◆ WORK ORDER
With the records below as your source, retype each line exactly from the top down to the line that contains "matches!(self, Load::Failed(_))", and include that line.

◆ RECORDS FOR THE TASK
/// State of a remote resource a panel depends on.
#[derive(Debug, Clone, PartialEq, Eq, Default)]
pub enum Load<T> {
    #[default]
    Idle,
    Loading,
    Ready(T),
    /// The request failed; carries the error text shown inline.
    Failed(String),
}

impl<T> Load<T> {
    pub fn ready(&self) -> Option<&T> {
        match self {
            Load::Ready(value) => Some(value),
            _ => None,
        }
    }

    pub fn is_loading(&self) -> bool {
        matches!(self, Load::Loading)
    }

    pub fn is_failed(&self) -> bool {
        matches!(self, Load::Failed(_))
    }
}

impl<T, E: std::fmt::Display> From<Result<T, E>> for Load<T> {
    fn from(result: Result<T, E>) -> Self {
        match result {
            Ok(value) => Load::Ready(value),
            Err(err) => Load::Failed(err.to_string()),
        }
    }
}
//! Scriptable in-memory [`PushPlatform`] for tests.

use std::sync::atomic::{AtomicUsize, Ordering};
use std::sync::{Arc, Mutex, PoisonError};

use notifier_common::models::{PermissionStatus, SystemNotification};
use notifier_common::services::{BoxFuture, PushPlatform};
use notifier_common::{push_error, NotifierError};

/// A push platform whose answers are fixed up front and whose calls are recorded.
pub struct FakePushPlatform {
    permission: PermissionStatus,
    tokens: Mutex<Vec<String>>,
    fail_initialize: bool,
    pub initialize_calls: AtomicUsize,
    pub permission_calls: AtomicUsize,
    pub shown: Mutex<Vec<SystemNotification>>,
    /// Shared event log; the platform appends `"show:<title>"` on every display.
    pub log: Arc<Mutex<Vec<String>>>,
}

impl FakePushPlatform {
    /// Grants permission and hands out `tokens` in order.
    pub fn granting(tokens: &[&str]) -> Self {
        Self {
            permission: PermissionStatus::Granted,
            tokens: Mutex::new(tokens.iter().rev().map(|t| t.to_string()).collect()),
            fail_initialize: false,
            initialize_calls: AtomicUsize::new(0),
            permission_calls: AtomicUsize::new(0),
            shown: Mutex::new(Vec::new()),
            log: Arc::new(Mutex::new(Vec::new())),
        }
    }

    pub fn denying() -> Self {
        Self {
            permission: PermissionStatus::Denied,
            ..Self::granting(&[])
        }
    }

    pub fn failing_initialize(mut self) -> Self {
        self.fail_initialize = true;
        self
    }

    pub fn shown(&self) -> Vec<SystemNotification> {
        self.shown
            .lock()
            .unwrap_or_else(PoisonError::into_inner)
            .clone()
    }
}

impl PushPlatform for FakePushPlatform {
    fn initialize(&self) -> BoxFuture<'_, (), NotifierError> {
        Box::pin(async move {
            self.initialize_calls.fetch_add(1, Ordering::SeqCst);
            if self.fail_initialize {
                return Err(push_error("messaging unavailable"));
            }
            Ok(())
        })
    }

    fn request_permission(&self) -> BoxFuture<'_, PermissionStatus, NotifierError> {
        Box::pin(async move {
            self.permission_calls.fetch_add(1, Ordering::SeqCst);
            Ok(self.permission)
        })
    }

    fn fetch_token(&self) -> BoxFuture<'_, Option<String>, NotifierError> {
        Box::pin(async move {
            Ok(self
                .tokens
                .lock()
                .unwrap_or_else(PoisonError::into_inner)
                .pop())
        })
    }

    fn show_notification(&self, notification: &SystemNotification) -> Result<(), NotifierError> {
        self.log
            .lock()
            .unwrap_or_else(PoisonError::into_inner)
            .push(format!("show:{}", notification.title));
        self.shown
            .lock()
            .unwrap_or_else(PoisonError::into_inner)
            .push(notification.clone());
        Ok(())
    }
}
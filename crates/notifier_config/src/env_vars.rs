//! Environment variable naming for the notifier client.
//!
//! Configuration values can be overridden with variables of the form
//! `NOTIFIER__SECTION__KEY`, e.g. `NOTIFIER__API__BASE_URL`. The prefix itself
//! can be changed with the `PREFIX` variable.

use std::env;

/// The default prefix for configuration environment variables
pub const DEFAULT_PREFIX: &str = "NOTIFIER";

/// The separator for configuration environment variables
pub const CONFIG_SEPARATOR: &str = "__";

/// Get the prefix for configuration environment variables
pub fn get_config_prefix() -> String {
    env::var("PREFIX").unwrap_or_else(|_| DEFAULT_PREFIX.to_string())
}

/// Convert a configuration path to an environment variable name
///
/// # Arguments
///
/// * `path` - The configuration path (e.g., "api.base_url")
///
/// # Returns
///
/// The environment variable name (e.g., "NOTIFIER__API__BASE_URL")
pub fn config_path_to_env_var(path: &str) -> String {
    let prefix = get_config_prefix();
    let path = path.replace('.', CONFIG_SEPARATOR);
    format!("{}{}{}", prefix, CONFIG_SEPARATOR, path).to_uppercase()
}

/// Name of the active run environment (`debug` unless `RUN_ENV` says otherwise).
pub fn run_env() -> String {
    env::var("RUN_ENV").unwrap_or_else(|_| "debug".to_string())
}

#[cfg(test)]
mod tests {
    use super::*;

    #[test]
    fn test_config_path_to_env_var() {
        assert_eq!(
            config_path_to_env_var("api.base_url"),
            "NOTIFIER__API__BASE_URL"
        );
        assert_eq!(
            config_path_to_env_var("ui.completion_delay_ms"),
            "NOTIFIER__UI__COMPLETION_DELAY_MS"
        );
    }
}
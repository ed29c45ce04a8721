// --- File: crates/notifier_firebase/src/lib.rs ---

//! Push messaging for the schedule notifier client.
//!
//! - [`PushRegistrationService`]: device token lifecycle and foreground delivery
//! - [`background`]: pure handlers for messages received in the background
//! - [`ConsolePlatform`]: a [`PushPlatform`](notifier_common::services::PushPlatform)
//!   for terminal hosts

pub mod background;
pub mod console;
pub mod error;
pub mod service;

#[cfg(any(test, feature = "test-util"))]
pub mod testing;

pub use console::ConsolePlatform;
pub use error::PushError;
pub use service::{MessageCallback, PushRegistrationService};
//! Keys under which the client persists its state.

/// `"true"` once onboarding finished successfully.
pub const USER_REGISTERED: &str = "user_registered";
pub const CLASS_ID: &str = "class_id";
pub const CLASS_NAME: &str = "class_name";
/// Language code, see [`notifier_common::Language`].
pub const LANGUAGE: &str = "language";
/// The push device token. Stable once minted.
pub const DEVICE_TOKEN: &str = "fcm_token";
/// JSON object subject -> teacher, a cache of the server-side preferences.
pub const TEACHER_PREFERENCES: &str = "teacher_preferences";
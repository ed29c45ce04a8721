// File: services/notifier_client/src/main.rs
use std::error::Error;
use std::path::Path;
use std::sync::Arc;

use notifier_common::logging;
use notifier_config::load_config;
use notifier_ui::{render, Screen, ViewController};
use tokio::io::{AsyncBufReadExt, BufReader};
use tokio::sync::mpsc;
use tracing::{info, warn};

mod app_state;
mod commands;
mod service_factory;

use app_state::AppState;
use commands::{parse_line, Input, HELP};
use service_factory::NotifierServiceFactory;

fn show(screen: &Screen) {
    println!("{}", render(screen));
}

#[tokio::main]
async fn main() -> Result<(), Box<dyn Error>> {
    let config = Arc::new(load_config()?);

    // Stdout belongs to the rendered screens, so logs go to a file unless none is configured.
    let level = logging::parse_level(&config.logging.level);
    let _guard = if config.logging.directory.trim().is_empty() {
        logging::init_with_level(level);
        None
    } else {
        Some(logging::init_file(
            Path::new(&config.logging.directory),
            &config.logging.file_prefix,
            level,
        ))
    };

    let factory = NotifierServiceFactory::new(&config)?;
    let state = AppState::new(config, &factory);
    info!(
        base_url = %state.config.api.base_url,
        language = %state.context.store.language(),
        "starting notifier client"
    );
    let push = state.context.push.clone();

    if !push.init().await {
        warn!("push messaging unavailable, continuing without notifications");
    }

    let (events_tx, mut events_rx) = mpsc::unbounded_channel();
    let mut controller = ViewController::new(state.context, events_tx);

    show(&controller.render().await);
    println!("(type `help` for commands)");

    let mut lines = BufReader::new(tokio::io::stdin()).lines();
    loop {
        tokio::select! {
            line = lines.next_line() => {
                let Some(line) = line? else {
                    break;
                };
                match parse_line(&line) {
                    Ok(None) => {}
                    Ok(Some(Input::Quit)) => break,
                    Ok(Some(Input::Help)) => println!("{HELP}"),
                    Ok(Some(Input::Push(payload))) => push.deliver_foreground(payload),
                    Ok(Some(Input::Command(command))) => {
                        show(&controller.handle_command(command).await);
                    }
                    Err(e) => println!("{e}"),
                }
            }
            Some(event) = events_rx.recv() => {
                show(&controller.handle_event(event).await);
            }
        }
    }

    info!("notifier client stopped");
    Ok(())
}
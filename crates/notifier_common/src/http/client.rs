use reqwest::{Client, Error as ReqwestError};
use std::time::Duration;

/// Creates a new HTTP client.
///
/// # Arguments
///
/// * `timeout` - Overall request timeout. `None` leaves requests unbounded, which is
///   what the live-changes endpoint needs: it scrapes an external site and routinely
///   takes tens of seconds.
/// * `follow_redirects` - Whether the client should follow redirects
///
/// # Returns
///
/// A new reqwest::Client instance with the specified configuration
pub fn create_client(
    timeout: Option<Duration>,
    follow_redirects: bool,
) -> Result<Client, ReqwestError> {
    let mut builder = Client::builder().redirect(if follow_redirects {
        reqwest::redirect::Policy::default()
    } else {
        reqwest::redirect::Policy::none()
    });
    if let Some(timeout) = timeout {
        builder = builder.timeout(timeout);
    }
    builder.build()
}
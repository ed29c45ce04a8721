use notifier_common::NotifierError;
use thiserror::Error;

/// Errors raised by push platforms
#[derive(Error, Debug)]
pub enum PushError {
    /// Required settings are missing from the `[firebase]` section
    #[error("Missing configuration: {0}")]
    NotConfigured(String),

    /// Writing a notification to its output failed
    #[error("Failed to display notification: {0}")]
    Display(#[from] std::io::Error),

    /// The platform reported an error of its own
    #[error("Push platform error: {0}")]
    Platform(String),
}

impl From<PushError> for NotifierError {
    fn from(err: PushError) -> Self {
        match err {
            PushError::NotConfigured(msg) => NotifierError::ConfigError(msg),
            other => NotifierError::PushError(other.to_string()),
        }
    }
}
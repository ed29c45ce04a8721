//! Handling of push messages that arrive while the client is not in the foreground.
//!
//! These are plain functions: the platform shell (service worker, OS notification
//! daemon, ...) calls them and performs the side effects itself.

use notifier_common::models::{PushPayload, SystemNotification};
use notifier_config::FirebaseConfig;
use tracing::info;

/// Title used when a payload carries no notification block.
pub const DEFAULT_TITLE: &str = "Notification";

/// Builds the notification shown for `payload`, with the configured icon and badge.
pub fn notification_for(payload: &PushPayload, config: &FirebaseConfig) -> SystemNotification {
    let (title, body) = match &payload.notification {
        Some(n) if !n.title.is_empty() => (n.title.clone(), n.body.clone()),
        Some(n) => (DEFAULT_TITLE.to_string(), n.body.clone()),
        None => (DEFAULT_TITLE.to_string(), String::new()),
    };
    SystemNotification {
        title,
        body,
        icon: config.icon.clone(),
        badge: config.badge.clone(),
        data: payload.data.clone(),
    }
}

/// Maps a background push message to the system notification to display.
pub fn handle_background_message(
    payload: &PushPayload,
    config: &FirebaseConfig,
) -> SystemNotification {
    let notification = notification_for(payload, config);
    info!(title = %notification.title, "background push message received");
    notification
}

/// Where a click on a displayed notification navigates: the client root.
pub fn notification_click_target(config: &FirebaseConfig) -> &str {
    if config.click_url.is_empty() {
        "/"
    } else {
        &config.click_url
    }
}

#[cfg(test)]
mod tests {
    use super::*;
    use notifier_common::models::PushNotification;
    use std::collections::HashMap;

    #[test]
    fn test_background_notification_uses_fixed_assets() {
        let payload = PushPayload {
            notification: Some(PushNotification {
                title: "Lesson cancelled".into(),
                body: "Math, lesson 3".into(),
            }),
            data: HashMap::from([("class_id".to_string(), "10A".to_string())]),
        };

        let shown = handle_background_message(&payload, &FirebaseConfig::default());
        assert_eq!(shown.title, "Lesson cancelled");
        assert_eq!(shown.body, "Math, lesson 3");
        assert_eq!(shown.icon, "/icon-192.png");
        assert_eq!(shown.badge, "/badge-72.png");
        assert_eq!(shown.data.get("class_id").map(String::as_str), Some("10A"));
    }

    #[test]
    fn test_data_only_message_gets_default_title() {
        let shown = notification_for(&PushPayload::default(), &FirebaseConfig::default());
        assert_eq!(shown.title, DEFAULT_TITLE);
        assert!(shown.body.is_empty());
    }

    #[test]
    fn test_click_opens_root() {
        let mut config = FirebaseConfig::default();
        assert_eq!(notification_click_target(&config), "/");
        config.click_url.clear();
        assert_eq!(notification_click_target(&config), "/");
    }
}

◆ SOLUTION TO THIS EXERCISE
/// State of a remote resource a panel depends on.
#[derive(Debug, Clone, PartialEq, Eq, Default)]
pub enum Load<T> {
    #[default]
    Idle,
    Loading,
    Ready(T),
    /// The request failed; carries the error text shown inline.
    Failed(String),
}

impl<T> Load<T> {
    pub fn ready(&self) -> Option<&T> {
        match self {
            Load::Ready(value) => Some(value),
            _ => None,
        }
    }

    pub fn is_loading(&self) -> bool {
        matches!(self, Load::Loading)
    }

    pub fn is_failed(&self) -> bool {
        matches!(self, Load::Failed(_))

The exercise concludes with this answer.